I have a love-hate relationship with the Little Flower Baking cookbook. When the recipes turn out, they are really good...... but quite a few of the recipes are flawed and require some tinkering to work. This chocolate cake from Little Flower Baking is yet another example of an insufficiently tested recipe making its way into a cookbook.
Fortunately, the solution was pretty obvious after suffering through the first iteration. The weights and volumes given did not add up to the same ratios, and I opted to use the “volumes”, purely based on past experiences with this cookbook. Whatever scaling they did from the bakery, this recipe needed to have been cut in half one more time.
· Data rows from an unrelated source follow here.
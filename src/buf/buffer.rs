//! The buffer type.

use std::ffi::CStr;
use std::fmt;
use std::mem;
use std::sync::Arc;

use tracing::{debug, warn};

use super::alloc::{Allocator, SystemAllocator};
use super::detached::Detached;
use super::error::{BufError, BufResult};
use super::policy::{BufPolicy, DetachPolicy};
use super::storage::{BufMode, MemSource, StaticBytes, Storage};

/// A growable byte buffer, or a read-only view over external memory.
///
/// Dynamic buffers own their storage, obtained from an [`Allocator`], and
/// keep their content NUL-terminated. Static buffers wrap memory owned by
/// the caller; every mutating method rejects them with
/// [`BufError::NotPermitted`].
///
/// All methods are all-or-nothing: on error the buffer is unchanged.
///
/// # Example
///
/// ```rust
/// use std::ffi::CStr;
/// use xmlbuf::Buf;
///
/// let mut buf = Buf::new(10).unwrap();
/// buf.add(b"Hello").unwrap();
/// buf.cat(CStr::from_bytes_with_nul(b", World!\0").unwrap()).unwrap();
/// assert_eq!(buf.as_bytes(), b"Hello, World!");
///
/// let detached = buf.detach().unwrap();
/// assert_eq!(detached.as_bytes(), b"Hello, World!");
/// assert!(buf.is_empty());
/// ```
pub struct Buf {
    storage: Storage,
    policy: BufPolicy,
    alloc: Arc<dyn Allocator>,
}

fn block_capacity(block: &[u8]) -> usize {
    block.len().saturating_sub(1)
}

fn allocate(alloc: &dyn Allocator, size: usize) -> BufResult<Vec<u8>> {
    alloc.allocate(size).ok_or_else(|| {
        warn!(requested = size, "buffer allocation failed");
        BufError::AllocationFailure { requested: size }
    })
}

fn dynamic(storage: &mut Storage) -> BufResult<(&mut Vec<u8>, &mut usize, &mut usize)> {
    match storage {
        Storage::Dynamic { block, start, len } => Ok((block, start, len)),
        Storage::Static(_) => Err(BufError::NotPermitted),
    }
}

impl Buf {
    /// Creates an empty dynamic buffer with default policy and the system
    /// allocator.
    pub fn new(hint: usize) -> BufResult<Self> {
        Self::with_policy(hint, BufPolicy::default(), Arc::new(SystemAllocator))
    }

    /// Creates an empty dynamic buffer holding at least `hint` bytes.
    pub fn with_policy(hint: usize, policy: BufPolicy, alloc: Arc<dyn Allocator>) -> BufResult<Self> {
        let capacity = policy.initial_capacity(hint)?;
        let block = allocate(alloc.as_ref(), capacity + 1)?;

        debug!(hint, capacity, "created dynamic buffer");
        Ok(Self {
            storage: Storage::Dynamic {
                block,
                start: 0,
                len: 0,
            },
            policy,
            alloc,
        })
    }

    /// Creates a buffer from existing memory.
    ///
    /// `None` stands for absent memory and fails with
    /// [`BufError::MalformedInput`].
    pub fn from_mem(
        mem: Option<MemSource<'_>>,
        policy: BufPolicy,
        alloc: Arc<dyn Allocator>,
    ) -> BufResult<Self> {
        match mem.ok_or(BufError::MalformedInput)? {
            MemSource::Static(view) => {
                debug!(len = view.len(), "created static buffer");
                Ok(Self {
                    storage: Storage::Static(view),
                    policy,
                    alloc,
                })
            }
            MemSource::Copy(bytes) => {
                let len = bytes.len();
                let capacity = policy.initial_capacity(len)?;
                let mut block = allocate(alloc.as_ref(), capacity + 1)?;
                block[..len].copy_from_slice(bytes);

                debug!(len, capacity, "created dynamic buffer from memory");
                Ok(Self {
                    storage: Storage::Dynamic {
                        block,
                        start: 0,
                        len,
                    },
                    policy,
                    alloc,
                })
            }
        }
    }

    /// Creates a dynamic buffer holding a copy of `bytes`.
    pub fn from_bytes(bytes: &[u8]) -> BufResult<Self> {
        Self::from_mem(
            Some(MemSource::Copy(bytes)),
            BufPolicy::default(),
            Arc::new(SystemAllocator),
        )
    }

    /// Creates a static buffer viewing `bytes`.
    pub fn from_static(bytes: &'static [u8]) -> Self {
        Self {
            storage: Storage::Static(StaticBytes::from_static(bytes)),
            policy: BufPolicy::default(),
            alloc: Arc::new(SystemAllocator),
        }
    }

    pub fn mode(&self) -> BufMode {
        self.storage.mode()
    }

    pub fn is_static(&self) -> bool {
        self.mode() == BufMode::Static
    }

    pub fn policy(&self) -> &BufPolicy {
        &self.policy
    }

    /// Number of content bytes.
    pub fn len(&self) -> usize {
        match &self.storage {
            Storage::Dynamic { len, .. } => *len,
            Storage::Static(view) => view.len(),
        }
    }

    pub fn is_empty(&self) -> bool {
        self.len() == 0
    }

    /// Bytes of storage for content from its current start. A static
    /// buffer reports its length.
    pub fn capacity(&self) -> usize {
        match &self.storage {
            Storage::Dynamic { block, start, .. } => block_capacity(block) - start,
            Storage::Static(view) => view.len(),
        }
    }

    /// True while a dynamic buffer owns a storage block. Detach leaves the
    /// buffer without one until the next grow.
    pub fn has_storage(&self) -> bool {
        matches!(&self.storage, Storage::Dynamic { block, .. } if !block.is_empty())
    }

    /// Bytes that can be added without reallocating.
    pub fn available(&self) -> usize {
        self.capacity() - self.len()
    }

    /// The content.
    pub fn as_bytes(&self) -> &[u8] {
        match &self.storage {
            Storage::Dynamic { block, start, len } => &block[*start..*start + *len],
            Storage::Static(view) => view.as_slice(),
        }
    }

    /// The content followed by its NUL terminator.
    ///
    /// Returns `None` for static buffers, whose memory past the content is
    /// not ours to inspect.
    pub fn as_bytes_with_nul(&self) -> Option<&[u8]> {
        match &self.storage {
            Storage::Dynamic { block, .. } if block.is_empty() => Some(b"\0"),
            Storage::Dynamic { block, start, len } => Some(&block[*start..=*start + *len]),
            Storage::Static(_) => None,
        }
    }

    /// Resets the length to zero, keeping the storage for reuse.
    pub fn empty(&mut self) -> BufResult<()> {
        let (block, start, len) = dynamic(&mut self.storage)?;
        *start = 0;
        *len = 0;
        if let Some(first) = block.first_mut() {
            *first = 0;
        }
        Ok(())
    }

    /// Ensures at least `extra` bytes are available past the content.
    pub fn grow(&mut self, extra: usize) -> BufResult<()> {
        let (block, start, len) = dynamic(&mut self.storage)?;
        let total = block_capacity(block);
        let capacity = total - *start;
        if extra <= capacity - *len {
            return Ok(());
        }

        // Space shrunk off the front is enough once content moves back.
        if extra <= total - *len {
            block.copy_within(*start..=*start + *len, 0);
            debug!(moved = *len, reclaimed = *start, "compacted buffer");
            *start = 0;
            return Ok(());
        }

        let next = match self.policy.next_capacity(*len, capacity, extra) {
            Ok(next) => next,
            Err(e) => {
                warn!(len = *len, extra, error = %e, "grow refused");
                return Err(e);
            }
        };

        let mut fresh = allocate(self.alloc.as_ref(), next + 1)?;
        fresh[..*len].copy_from_slice(&block[*start..*start + *len]);
        *start = 0;
        let old = mem::replace(block, fresh);
        self.alloc.release(old);

        debug!(from = capacity, to = next, len = *len, "grew buffer");
        Ok(())
    }

    /// Appends `data`, growing first if needed.
    pub fn add(&mut self, data: &[u8]) -> BufResult<()> {
        if self.is_static() {
            return Err(BufError::NotPermitted);
        }
        if data.is_empty() {
            return Ok(());
        }
        if data.len() > self.available() {
            self.grow(data.len())?;
        }

        let (block, start, len) = dynamic(&mut self.storage)?;
        let end = *start + *len;
        block[end..end + data.len()].copy_from_slice(data);
        *len += data.len();
        block[*start + *len] = 0;
        Ok(())
    }

    /// Appends the bytes of `data` up to its terminator.
    pub fn cat(&mut self, data: &CStr) -> BufResult<()> {
        self.add(data.to_bytes())
    }

    /// Scratch space between the end of the content and the end of the
    /// storage. Bytes written here become content through [`Buf::add_len`].
    pub fn spare_mut(&mut self) -> BufResult<&mut [u8]> {
        let (block, start, len) = dynamic(&mut self.storage)?;
        let total = block_capacity(block);
        Ok(&mut block[*start + *len..total])
    }

    /// Extends the content over `n` bytes already written into the spare
    /// space.
    pub fn add_len(&mut self, n: usize) -> BufResult<()> {
        let (block, start, len) = dynamic(&mut self.storage)?;
        let available = block_capacity(block) - *start - *len;
        if n > available {
            return Err(BufError::OutOfBounds {
                requested: n,
                available,
            });
        }
        if n == 0 {
            return Ok(());
        }

        *len += n;
        block[*start + *len] = 0;
        Ok(())
    }

    /// Drops `n` bytes from the front of the content without moving the
    /// rest. The space is reclaimed by a later [`Buf::grow`] or
    /// [`Buf::empty`].
    pub fn shrink(&mut self, n: usize) -> BufResult<usize> {
        let (_, start, len) = dynamic(&mut self.storage)?;
        if n > *len {
            return Err(BufError::OutOfBounds {
                requested: n,
                available: *len,
            });
        }
        if n == 0 {
            return Ok(0);
        }

        *start += n;
        *len -= n;
        Ok(n)
    }

    fn check_detach(&self) -> BufResult<()> {
        match &self.storage {
            Storage::Static(_) => Err(BufError::NotPermitted),
            Storage::Dynamic { len: 0, .. } if self.policy.detach == DetachPolicy::RejectEmpty => {
                Err(BufError::NothingToDetach)
            }
            Storage::Dynamic { .. } => Ok(()),
        }
    }

    /// Transfers the content to the caller.
    ///
    /// The storage itself changes hands, so nothing is allocated. The
    /// buffer is left alive with no content and no capacity.
    pub fn detach(&mut self) -> BufResult<Detached> {
        self.check_detach()?;

        let (block, start, len) = dynamic(&mut self.storage)?;
        let mut taken = if block.is_empty() {
            allocate(self.alloc.as_ref(), 1)?
        } else {
            if *start > 0 {
                block.copy_within(*start..=*start + *len, 0);
            }
            mem::take(block)
        };
        taken.truncate(*len + 1);

        debug!(bytes = *len, "detached buffer content");
        *start = 0;
        *len = 0;
        Ok(Detached::from_block_with_nul(taken))
    }

    /// Detaches by handing the NUL-terminated content to `f`, which produces
    /// the caller's own copy.
    ///
    /// If `f` returns `None` the detach fails with
    /// [`BufError::AllocationFailure`] and the buffer keeps its content.
    pub fn detach_with<T>(&mut self, f: impl FnOnce(&[u8]) -> Option<T>) -> BufResult<T> {
        self.check_detach()?;

        let with_nul = self.as_bytes_with_nul().ok_or(BufError::NotPermitted)?;
        let requested = with_nul.len();
        let out = f(with_nul).ok_or_else(|| {
            warn!(requested, "detach copy failed");
            BufError::AllocationFailure { requested }
        })?;

        let (block, start, len) = dynamic(&mut self.storage)?;
        debug!(bytes = *len, "detached buffer content");
        *start = 0;
        *len = 0;
        self.alloc.release(mem::take(block));
        Ok(out)
    }
}

impl Drop for Buf {
    fn drop(&mut self) {
        if let Storage::Dynamic { block, .. } = &mut self.storage {
            if !block.is_empty() {
                self.alloc.release(mem::take(block));
            }
        }
    }
}

impl fmt::Debug for Buf {
    fn fmt(&self, f: &mut fmt::Formatter<'_>) -> fmt::Result {
        f.debug_struct("Buf")
            .field("mode", &self.mode())
            .field("len", &self.len())
            .field("capacity", &self.capacity())
            .finish_non_exhaustive()
    }
}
The batter spewed over the sides of the mixer, was stiff and phenomenally difficult to combine. Matters weren’t helped by trying to combine coffee with cold sour cream (room temperature was not specified), which was a messy and virtually impossible task. The recipe instructs the reader to bake the cake in 2 9” pans, but I had enough batter to fill 4 9” pans (since I didn’t have 4 9” pans, I made 2 8” cakes and 2 9” cakes the first time around). With the high amount of leavening in the batter, these cakes rise right up to the very top of the pans.
After the debacle of making the cake, it was time to make the brown butter frosting. This frosting, much like the cake, was much more complicated to make and use than anticipated.
While the cake recipe hadn’t been correctly scaled down and yielded too much batter, the frosting recipe had been scaled down too far and yielded half the amount of frosting needed. As with caramel-based frostings, this brown butter frosting also stiffens up almost immediately after it’s been made, so you need to make it right before frosting the cake. As originally written, you must rewhip the unused portion of the frosting several times as you work to finish the frosting coating because it continues stiffening up over time. This causes more trouble than you might expect, since the stiffening frosting crumbles as you work with it, which means you really have no hope of crumb coating or putting a decorative pattern on the final cake; what you hastily slap on is what you have to work with.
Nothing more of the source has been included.